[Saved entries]
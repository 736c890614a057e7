//! pty host: serves local CLI connections and whitelisted dmsg peers

use std::fmt;
use std::sync::atomic::{AtomicU64, AtomicUsize, Ordering};
use std::sync::Arc;

use tokio::io::{AsyncRead, AsyncWrite};
use tokio::net::TcpListener;
use tokio_util::sync::CancellationToken;
use tracing::Instrument;

use dmsg::{Client, Listener};
use dmsg_core::config::CliNet;
use dmsg_core::rpc;
use dmsg_protocol::PubKey;

use crate::client::PtyClient;
use crate::error::PtyError;
use crate::gateway::{CfgGateway, LocalPtyGateway, ProxyGateway, PtyService};
use crate::request::Request;
use crate::whitelist::Whitelist;

#[derive(Debug, Clone, Copy)]
enum Origin {
    Cli,
    Dmsg(PubKey),
}

impl fmt::Display for Origin {
    fn fmt(&self, f: &mut fmt::Formatter<'_>) -> fmt::Result {
        match self {
            Origin::Cli => write!(f, "cli"),
            Origin::Dmsg(pk) => write!(f, "dmsg:{}", pk),
        }
    }
}

/// Decrements an active-connection counter when the connection ends
struct Active<'a>(&'a AtomicUsize);

impl<'a> Active<'a> {
    fn enter(counter: &'a AtomicUsize) -> Self {
        counter.fetch_add(1, Ordering::Relaxed);
        Self(counter)
    }
}

impl Drop for Active<'_> {
    fn drop(&mut self) {
        self.0.fetch_sub(1, Ordering::Relaxed);
    }
}

struct HostInner {
    client: Client,
    whitelist: Arc<dyn Whitelist>,
    cli_conns: AtomicUsize,
    stream_conns: AtomicUsize,
    next_conn: AtomicU64,
    shutdown: CancellationToken,
    span: tracing::Span,
}

/// dmsgpty host
///
/// CLI connections are trusted and may ask for whitelist configuration, a
/// local pty, or a pty on another host proxied over dmsg. Connections
/// arriving over dmsg must come from a whitelisted key and may only ask
/// for a local pty; anything else is closed without a reply.
#[derive(Clone)]
pub struct Host {
    inner: Arc<HostInner>,
}

impl Host {
    pub fn new(client: Client, whitelist: Arc<dyn Whitelist>) -> Self {
        let span = tracing::info_span!("dmsgpty_host", pk = %client.local_pk());
        Self {
            inner: Arc::new(HostInner {
                client,
                whitelist,
                cli_conns: AtomicUsize::new(0),
                stream_conns: AtomicUsize::new(0),
                next_conn: AtomicU64::new(1),
                shutdown: CancellationToken::new(),
                span,
            }),
        }
    }

    /// Replace the span that scopes this host's logs
    pub fn with_span(mut self, span: tracing::Span) -> Self {
        if let Some(inner) = Arc::get_mut(&mut self.inner) {
            inner.span = span;
        }
        self
    }

    pub fn local_pk(&self) -> PubKey {
        self.inner.client.local_pk()
    }

    pub fn whitelist(&self) -> &Arc<dyn Whitelist> {
        &self.inner.whitelist
    }

    /// Active CLI connections
    pub fn cli_connections(&self) -> usize {
        self.inner.cli_conns.load(Ordering::Relaxed)
    }

    /// Active dmsg stream connections
    pub fn stream_connections(&self) -> usize {
        self.inner.stream_conns.load(Ordering::Relaxed)
    }

    /// Listen on dmsg `port` and serve remote peers until closed
    pub async fn listen_and_serve(&self, port: u16) -> Result<(), PtyError> {
        let listener = self.inner.client.listen(port)?;
        self.serve_dmsg(listener).await
    }

    pub async fn serve_dmsg(&self, listener: Listener) -> Result<(), PtyError> {
        tracing::info!(parent: &self.inner.span, addr = %listener.addr(), "Serving dmsg pty requests");

        let result = loop {
            tokio::select! {
                _ = self.inner.shutdown.cancelled() => break Ok(()),
                res = listener.accept() => match res {
                    Ok(stream) => {
                        let remote = stream.remote_addr().pk;
                        self.spawn_conn(stream, Origin::Dmsg(remote));
                    }
                    Err(e) if self.inner.shutdown.is_cancelled() => {
                        tracing::debug!(parent: &self.inner.span, error = %e, "dmsg listener closed");
                        break Ok(());
                    }
                    Err(e) => break Err(e.into()),
                },
            }
        };

        listener.close();
        result
    }

    /// Listen for CLI connections on `net`/`addr` until closed
    ///
    /// A Unix socket file is removed before binding and again on return.
    pub async fn serve_cli(&self, net: CliNet, addr: &str) -> Result<(), PtyError> {
        match net {
            CliNet::Tcp => {
                let listener = TcpListener::bind(addr).await?;
                self.serve_cli_tcp(listener).await
            }
            #[cfg(unix)]
            CliNet::Unix => {
                match tokio::fs::remove_file(addr).await {
                    Ok(()) => tracing::debug!(parent: &self.inner.span, path = addr, "Removed stale CLI socket"),
                    Err(e) if e.kind() == std::io::ErrorKind::NotFound => {}
                    Err(e) => return Err(e.into()),
                }
                let listener = tokio::net::UnixListener::bind(addr)?;
                let result = self.serve_cli_unix(listener).await;
                if let Err(e) = tokio::fs::remove_file(addr).await {
                    tracing::debug!(parent: &self.inner.span, path = addr, error = %e, "Failed to remove CLI socket");
                }
                result
            }
            #[cfg(not(unix))]
            CliNet::Unix => Err(PtyError::Request(
                "unix CLI sockets are not supported on this platform".to_string(),
            )),
        }
    }

    pub async fn serve_cli_tcp(&self, listener: TcpListener) -> Result<(), PtyError> {
        tracing::info!(parent: &self.inner.span, addr = ?listener.local_addr().ok(), "Serving CLI over TCP");

        loop {
            tokio::select! {
                _ = self.inner.shutdown.cancelled() => return Ok(()),
                res = listener.accept() => match res {
                    Ok((conn, peer)) => {
                        if !peer.ip().is_loopback() {
                            tracing::warn!(parent: &self.inner.span, %peer, "Rejected non-local CLI connection");
                            continue;
                        }
                        let _ = conn.set_nodelay(true);
                        self.spawn_conn(conn, Origin::Cli);
                    }
                    Err(e) => {
                        tracing::error!(parent: &self.inner.span, error = %e, "Failed to accept CLI connection");
                    }
                },
            }
        }
    }

    #[cfg(unix)]
    pub async fn serve_cli_unix(&self, listener: tokio::net::UnixListener) -> Result<(), PtyError> {
        tracing::info!(parent: &self.inner.span, "Serving CLI over Unix socket");

        loop {
            tokio::select! {
                _ = self.inner.shutdown.cancelled() => return Ok(()),
                res = listener.accept() => match res {
                    Ok((conn, _)) => self.spawn_conn(conn, Origin::Cli),
                    Err(e) => {
                        tracing::error!(parent: &self.inner.span, error = %e, "Failed to accept CLI connection");
                    }
                },
            }
        }
    }

    /// Stop accepting and drop in-flight connections
    pub fn close(&self) {
        self.inner.shutdown.cancel();
    }

    fn spawn_conn<T>(&self, io: T, origin: Origin)
    where
        T: AsyncRead + AsyncWrite + Send + Unpin + 'static,
    {
        let inner = Arc::clone(&self.inner);
        let id = inner.next_conn.fetch_add(1, Ordering::Relaxed);
        let span = tracing::info_span!(parent: &inner.span, "conn", id, %origin);

        tokio::spawn(
            async move {
                let shutdown = inner.shutdown.clone();
                tokio::select! {
                    _ = shutdown.cancelled() => tracing::debug!("Connection dropped on shutdown"),
                    res = handle_conn(&inner, io, origin) => match res {
                        Ok(()) => tracing::debug!("Connection closed"),
                        Err(e) => tracing::warn!(error = %e, "Connection failed"),
                    },
                }
            }
            .instrument(span),
        );
    }
}

async fn handle_conn<T>(inner: &HostInner, mut io: T, origin: Origin) -> Result<(), PtyError>
where
    T: AsyncRead + AsyncWrite + Send + Unpin + 'static,
{
    let _active = Active::enter(match origin {
        Origin::Cli => &inner.cli_conns,
        Origin::Dmsg(_) => &inner.stream_conns,
    });

    if let Origin::Dmsg(remote) = origin {
        if !inner.whitelist.get(&remote).await? {
            tracing::info!(%remote, "Peer not whitelisted, closing");
            return Ok(());
        }
    }

    let req = Request::read_from(&mut io).await?;
    let local_pk = inner.client.local_pk();
    tracing::info!(request = ?req, "Request received");

    let served = match (req, origin) {
        (Request::Cfg, Origin::Cli) => {
            rpc::serve(io, Arc::new(CfgGateway::new(Arc::clone(&inner.whitelist)))).await
        }
        (req @ Request::Pty { .. }, _) if req.is_local_to(&local_pk) => {
            let gateway = Arc::new(LocalPtyGateway::new());
            rpc::serve(io, Arc::new(PtyService::new(gateway))).await
        }
        (Request::Pty { dst }, Origin::Cli) => {
            tracing::info!(%dst, "Proxying pty to remote host");
            let mut stream = inner.client.dial_stream(dst).await?;
            Request::local_pty().write_to(&mut stream).await?;
            let gateway = Arc::new(ProxyGateway::new(PtyClient::new(stream)));
            rpc::serve(io, Arc::new(PtyService::new(gateway))).await
        }
        (_, Origin::Dmsg(_)) => {
            tracing::info!("Request not allowed over dmsg, closing");
            Ok(())
        }
    };
    Ok(served?)
}
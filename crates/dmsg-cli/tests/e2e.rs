//! End-to-end tests driving the dmsg binary against live services

use std::process::{Child, Command, Stdio};
use std::sync::Arc;
use std::time::Duration;

use tokio::net::TcpListener;

use dmsg::Client;
use dmsg_core::config::{ClientConfig, CliNet};
use dmsg_core::disc::{Discovery, HttpDiscovery, MemoryDiscovery};
use dmsg_protocol::cipher::generate_keypair;
use dmsgpty::{Host, MemoryWhitelist, Whitelist};

const WAIT: Duration = Duration::from_secs(10);

/// Kills the child process on drop
struct ChildGuard(Child);

impl Drop for ChildGuard {
    fn drop(&mut self) {
        let _ = self.0.kill();
        let _ = self.0.wait();
    }
}

fn free_port() -> u16 {
    let listener = std::net::TcpListener::bind("127.0.0.1:0").unwrap();
    listener.local_addr().unwrap().port()
}

async fn run_dmsg(args: Vec<String>) -> std::process::Output {
    tokio::task::spawn_blocking(move || {
        assert_cmd::Command::cargo_bin("dmsg")
            .unwrap()
            .args(&args)
            .output()
            .unwrap()
    })
    .await
    .unwrap()
}

/// Host with a TCP CLI listener and no dmsg sessions
async fn start_host(whitelist: Arc<MemoryWhitelist>) -> (Host, String) {
    let (pk, sk) = generate_keypair();
    let client = Client::new(
        pk,
        sk,
        Arc::new(MemoryDiscovery::new()),
        ClientConfig::default(),
    );
    let host = Host::new(client, whitelist);

    let listener = TcpListener::bind("127.0.0.1:0").await.unwrap();
    let addr = listener.local_addr().unwrap().to_string();
    let serving = host.clone();
    tokio::spawn(async move { serving.serve_cli_tcp(listener).await });
    (host, addr)
}

#[tokio::test(flavor = "multi_thread")]
async fn test_whitelist_commands_edit_running_host() {
    let whitelist = Arc::new(MemoryWhitelist::new());
    let (host, addr) = start_host(Arc::clone(&whitelist)).await;
    let target = |action: &str| {
        vec![
            "pty".to_string(),
            action.to_string(),
            "--cli-net".to_string(),
            CliNet::Tcp.to_string(),
            "--cli-addr".to_string(),
            addr.clone(),
        ]
    };

    let (a, _) = generate_keypair();
    let (b, _) = generate_keypair();

    let mut add = target("whitelist-add");
    add.extend([a.to_hex(), b.to_hex()]);
    let out = run_dmsg(add).await;
    assert!(out.status.success(), "{}", String::from_utf8_lossy(&out.stderr));
    assert!(whitelist.get(&a).await.unwrap());
    assert!(whitelist.get(&b).await.unwrap());

    let mut remove = target("whitelist-remove");
    remove.push(a.to_hex());
    let out = run_dmsg(remove).await;
    assert!(out.status.success());

    let mut view = target("whitelist");
    view.push("--json".to_string());
    let out = run_dmsg(view).await;
    assert!(out.status.success());
    let keys: Vec<String> = serde_json::from_slice(&out.stdout).unwrap();
    assert_eq!(keys, vec![b.to_hex()]);

    host.close();
}

#[tokio::test(flavor = "multi_thread")]
async fn test_discovery_command_serves_api() {
    let bind = format!("127.0.0.1:{}", free_port());
    let child = Command::new(assert_cmd::cargo::cargo_bin("dmsg"))
        .args(["discovery", "--bind", &bind])
        .stdout(Stdio::null())
        .stderr(Stdio::null())
        .spawn()
        .unwrap();
    let _guard = ChildGuard(child);

    let disc = HttpDiscovery::new(format!("http://{}", bind));
    let servers = tokio::time::timeout(WAIT, async {
        loop {
            match disc.available_servers().await {
                Ok(servers) => break servers,
                Err(_) => tokio::time::sleep(Duration::from_millis(50)).await,
            }
        }
    })
    .await
    .expect("discovery service never came up");
    assert!(servers.is_empty());

    let (pk, _) = generate_keypair();
    assert!(disc.entry(&pk).await.is_err());
}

**Assignment:**
For every line of the data above that contains "stderr", copy that line.

**Finished task:**
    assert!(out.status.success(), "{}", String::from_utf8_lossy(&out.stderr));
        .stderr(Stdio::null())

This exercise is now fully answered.